* _Raw data_:
BEGIN
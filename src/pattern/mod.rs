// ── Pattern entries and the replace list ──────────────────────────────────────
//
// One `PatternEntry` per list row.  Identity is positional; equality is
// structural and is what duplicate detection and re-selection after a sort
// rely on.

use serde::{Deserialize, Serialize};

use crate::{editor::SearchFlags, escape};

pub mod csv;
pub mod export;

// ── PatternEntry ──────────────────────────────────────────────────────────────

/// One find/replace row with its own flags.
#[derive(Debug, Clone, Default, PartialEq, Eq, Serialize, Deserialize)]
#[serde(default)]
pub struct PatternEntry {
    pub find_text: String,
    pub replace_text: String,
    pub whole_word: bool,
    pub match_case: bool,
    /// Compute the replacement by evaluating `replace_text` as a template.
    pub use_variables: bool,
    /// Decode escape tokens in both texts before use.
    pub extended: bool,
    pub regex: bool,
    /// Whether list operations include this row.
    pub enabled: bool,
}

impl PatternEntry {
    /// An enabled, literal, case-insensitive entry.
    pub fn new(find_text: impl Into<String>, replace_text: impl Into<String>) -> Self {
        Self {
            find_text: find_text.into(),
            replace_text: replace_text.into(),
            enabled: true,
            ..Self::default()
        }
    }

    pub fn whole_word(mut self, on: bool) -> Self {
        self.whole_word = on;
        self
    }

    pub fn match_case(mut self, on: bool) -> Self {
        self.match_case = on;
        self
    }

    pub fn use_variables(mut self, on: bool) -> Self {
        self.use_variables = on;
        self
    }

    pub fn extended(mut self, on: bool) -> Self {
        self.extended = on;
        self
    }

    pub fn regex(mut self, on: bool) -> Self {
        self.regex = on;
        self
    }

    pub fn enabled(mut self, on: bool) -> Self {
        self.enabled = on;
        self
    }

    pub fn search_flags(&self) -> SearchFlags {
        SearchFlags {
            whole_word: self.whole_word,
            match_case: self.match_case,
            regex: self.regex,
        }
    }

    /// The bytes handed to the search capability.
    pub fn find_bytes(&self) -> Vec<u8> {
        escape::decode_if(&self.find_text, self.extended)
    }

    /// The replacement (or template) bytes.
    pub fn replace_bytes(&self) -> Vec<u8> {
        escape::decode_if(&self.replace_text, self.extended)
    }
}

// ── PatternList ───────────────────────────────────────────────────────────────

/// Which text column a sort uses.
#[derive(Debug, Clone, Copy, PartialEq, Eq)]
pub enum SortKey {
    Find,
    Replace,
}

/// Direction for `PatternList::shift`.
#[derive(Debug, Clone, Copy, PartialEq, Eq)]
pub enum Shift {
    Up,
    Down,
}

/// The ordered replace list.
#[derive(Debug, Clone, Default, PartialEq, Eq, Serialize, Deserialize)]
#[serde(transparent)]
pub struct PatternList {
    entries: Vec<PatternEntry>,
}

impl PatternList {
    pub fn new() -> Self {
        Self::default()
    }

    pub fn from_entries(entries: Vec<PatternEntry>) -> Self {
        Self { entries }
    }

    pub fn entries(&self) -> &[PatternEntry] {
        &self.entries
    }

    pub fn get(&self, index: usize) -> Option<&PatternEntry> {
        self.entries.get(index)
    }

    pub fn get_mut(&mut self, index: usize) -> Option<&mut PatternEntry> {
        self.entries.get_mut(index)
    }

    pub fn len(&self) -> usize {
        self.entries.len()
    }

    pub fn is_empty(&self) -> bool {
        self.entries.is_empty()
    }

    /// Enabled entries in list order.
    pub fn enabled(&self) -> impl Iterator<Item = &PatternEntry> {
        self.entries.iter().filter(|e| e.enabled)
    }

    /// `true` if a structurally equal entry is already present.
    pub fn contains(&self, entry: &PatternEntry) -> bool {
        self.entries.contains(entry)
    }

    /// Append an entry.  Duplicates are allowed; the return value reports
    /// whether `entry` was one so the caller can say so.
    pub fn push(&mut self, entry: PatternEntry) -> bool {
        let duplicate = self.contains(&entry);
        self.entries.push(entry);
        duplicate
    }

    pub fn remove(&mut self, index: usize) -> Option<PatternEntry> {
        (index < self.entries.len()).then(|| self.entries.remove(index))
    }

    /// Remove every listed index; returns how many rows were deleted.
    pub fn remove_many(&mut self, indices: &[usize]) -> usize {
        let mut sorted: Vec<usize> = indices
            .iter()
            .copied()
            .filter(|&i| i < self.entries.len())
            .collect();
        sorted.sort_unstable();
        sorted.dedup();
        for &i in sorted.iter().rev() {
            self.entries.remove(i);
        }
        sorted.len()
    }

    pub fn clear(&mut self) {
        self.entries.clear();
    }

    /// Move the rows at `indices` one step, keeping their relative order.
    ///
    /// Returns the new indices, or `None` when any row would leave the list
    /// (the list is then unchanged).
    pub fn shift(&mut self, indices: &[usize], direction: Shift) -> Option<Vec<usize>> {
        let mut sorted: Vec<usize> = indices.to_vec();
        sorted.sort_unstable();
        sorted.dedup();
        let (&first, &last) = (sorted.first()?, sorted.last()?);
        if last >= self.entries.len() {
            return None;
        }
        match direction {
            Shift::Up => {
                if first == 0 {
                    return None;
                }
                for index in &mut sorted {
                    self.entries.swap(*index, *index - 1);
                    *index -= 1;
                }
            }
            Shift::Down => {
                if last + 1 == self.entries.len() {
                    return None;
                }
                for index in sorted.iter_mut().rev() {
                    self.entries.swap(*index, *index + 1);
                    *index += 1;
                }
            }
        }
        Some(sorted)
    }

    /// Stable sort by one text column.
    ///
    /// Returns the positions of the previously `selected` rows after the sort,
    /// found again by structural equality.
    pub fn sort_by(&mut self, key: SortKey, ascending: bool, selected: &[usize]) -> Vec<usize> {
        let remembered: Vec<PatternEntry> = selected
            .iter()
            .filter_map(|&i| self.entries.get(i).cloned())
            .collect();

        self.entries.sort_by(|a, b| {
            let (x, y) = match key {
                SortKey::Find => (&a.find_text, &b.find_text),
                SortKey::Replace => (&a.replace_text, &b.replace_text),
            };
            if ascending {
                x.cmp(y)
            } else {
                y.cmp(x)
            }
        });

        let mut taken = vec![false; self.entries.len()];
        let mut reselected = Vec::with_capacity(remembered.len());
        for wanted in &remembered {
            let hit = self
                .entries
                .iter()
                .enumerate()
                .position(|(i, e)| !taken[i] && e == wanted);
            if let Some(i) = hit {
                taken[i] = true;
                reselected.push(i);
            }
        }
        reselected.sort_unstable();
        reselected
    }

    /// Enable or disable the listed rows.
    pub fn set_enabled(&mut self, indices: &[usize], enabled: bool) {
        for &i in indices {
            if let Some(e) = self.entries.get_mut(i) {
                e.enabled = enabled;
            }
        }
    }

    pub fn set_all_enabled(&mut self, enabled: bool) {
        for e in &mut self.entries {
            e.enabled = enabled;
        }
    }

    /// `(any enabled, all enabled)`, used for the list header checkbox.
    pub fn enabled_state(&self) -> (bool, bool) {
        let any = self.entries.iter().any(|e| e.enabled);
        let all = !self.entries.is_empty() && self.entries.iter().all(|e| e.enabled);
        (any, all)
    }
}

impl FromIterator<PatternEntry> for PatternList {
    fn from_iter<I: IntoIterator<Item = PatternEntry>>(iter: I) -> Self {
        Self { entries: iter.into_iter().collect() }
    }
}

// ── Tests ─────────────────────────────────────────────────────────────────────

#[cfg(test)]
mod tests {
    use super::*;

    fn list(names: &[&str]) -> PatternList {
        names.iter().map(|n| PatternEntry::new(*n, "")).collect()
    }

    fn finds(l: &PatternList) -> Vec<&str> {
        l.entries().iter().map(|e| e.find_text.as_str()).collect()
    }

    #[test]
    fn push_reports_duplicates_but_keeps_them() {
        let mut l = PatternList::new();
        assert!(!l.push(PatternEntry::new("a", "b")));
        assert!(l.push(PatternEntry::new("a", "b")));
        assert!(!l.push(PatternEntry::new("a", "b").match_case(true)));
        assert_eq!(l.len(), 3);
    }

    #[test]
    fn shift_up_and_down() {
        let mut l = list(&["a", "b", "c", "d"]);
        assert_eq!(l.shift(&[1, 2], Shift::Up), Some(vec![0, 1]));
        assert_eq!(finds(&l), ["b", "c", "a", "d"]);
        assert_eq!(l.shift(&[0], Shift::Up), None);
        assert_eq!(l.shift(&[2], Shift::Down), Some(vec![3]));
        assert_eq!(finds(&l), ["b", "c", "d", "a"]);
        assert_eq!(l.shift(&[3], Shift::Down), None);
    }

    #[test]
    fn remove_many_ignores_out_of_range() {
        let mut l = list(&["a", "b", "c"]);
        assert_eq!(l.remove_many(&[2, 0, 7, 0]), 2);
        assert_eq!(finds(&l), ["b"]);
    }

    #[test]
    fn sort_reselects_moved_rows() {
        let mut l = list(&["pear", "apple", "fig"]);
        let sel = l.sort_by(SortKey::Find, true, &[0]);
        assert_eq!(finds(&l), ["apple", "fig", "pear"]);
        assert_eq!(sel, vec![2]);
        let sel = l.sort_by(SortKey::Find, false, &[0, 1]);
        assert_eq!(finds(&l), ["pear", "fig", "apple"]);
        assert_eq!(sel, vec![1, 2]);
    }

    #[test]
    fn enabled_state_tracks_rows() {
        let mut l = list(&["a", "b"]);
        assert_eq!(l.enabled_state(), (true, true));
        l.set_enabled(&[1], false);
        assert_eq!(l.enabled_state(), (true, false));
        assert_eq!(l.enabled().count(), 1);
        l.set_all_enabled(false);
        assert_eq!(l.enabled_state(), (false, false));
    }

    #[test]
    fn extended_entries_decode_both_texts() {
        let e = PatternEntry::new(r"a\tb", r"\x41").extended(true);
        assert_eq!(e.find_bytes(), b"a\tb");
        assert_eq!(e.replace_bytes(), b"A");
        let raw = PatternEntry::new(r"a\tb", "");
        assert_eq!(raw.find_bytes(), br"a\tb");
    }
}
END
Please give an exact copy of the lines above, beginning with the line containing "pub fn entries(&self)" and running through the line containing "pub fn len(&self)", and of no other lines.

* _Answer box_:
    pub fn entries(&self) -> &[PatternEntry] {
        &self.entries
    }

    pub fn get(&self, index: usize) -> Option<&PatternEntry> {
        self.entries.get(index)
    }

    pub fn get_mut(&mut self, index: usize) -> Option<&mut PatternEntry> {
        self.entries.get_mut(index)
    }

    pub fn len(&self) -> usize {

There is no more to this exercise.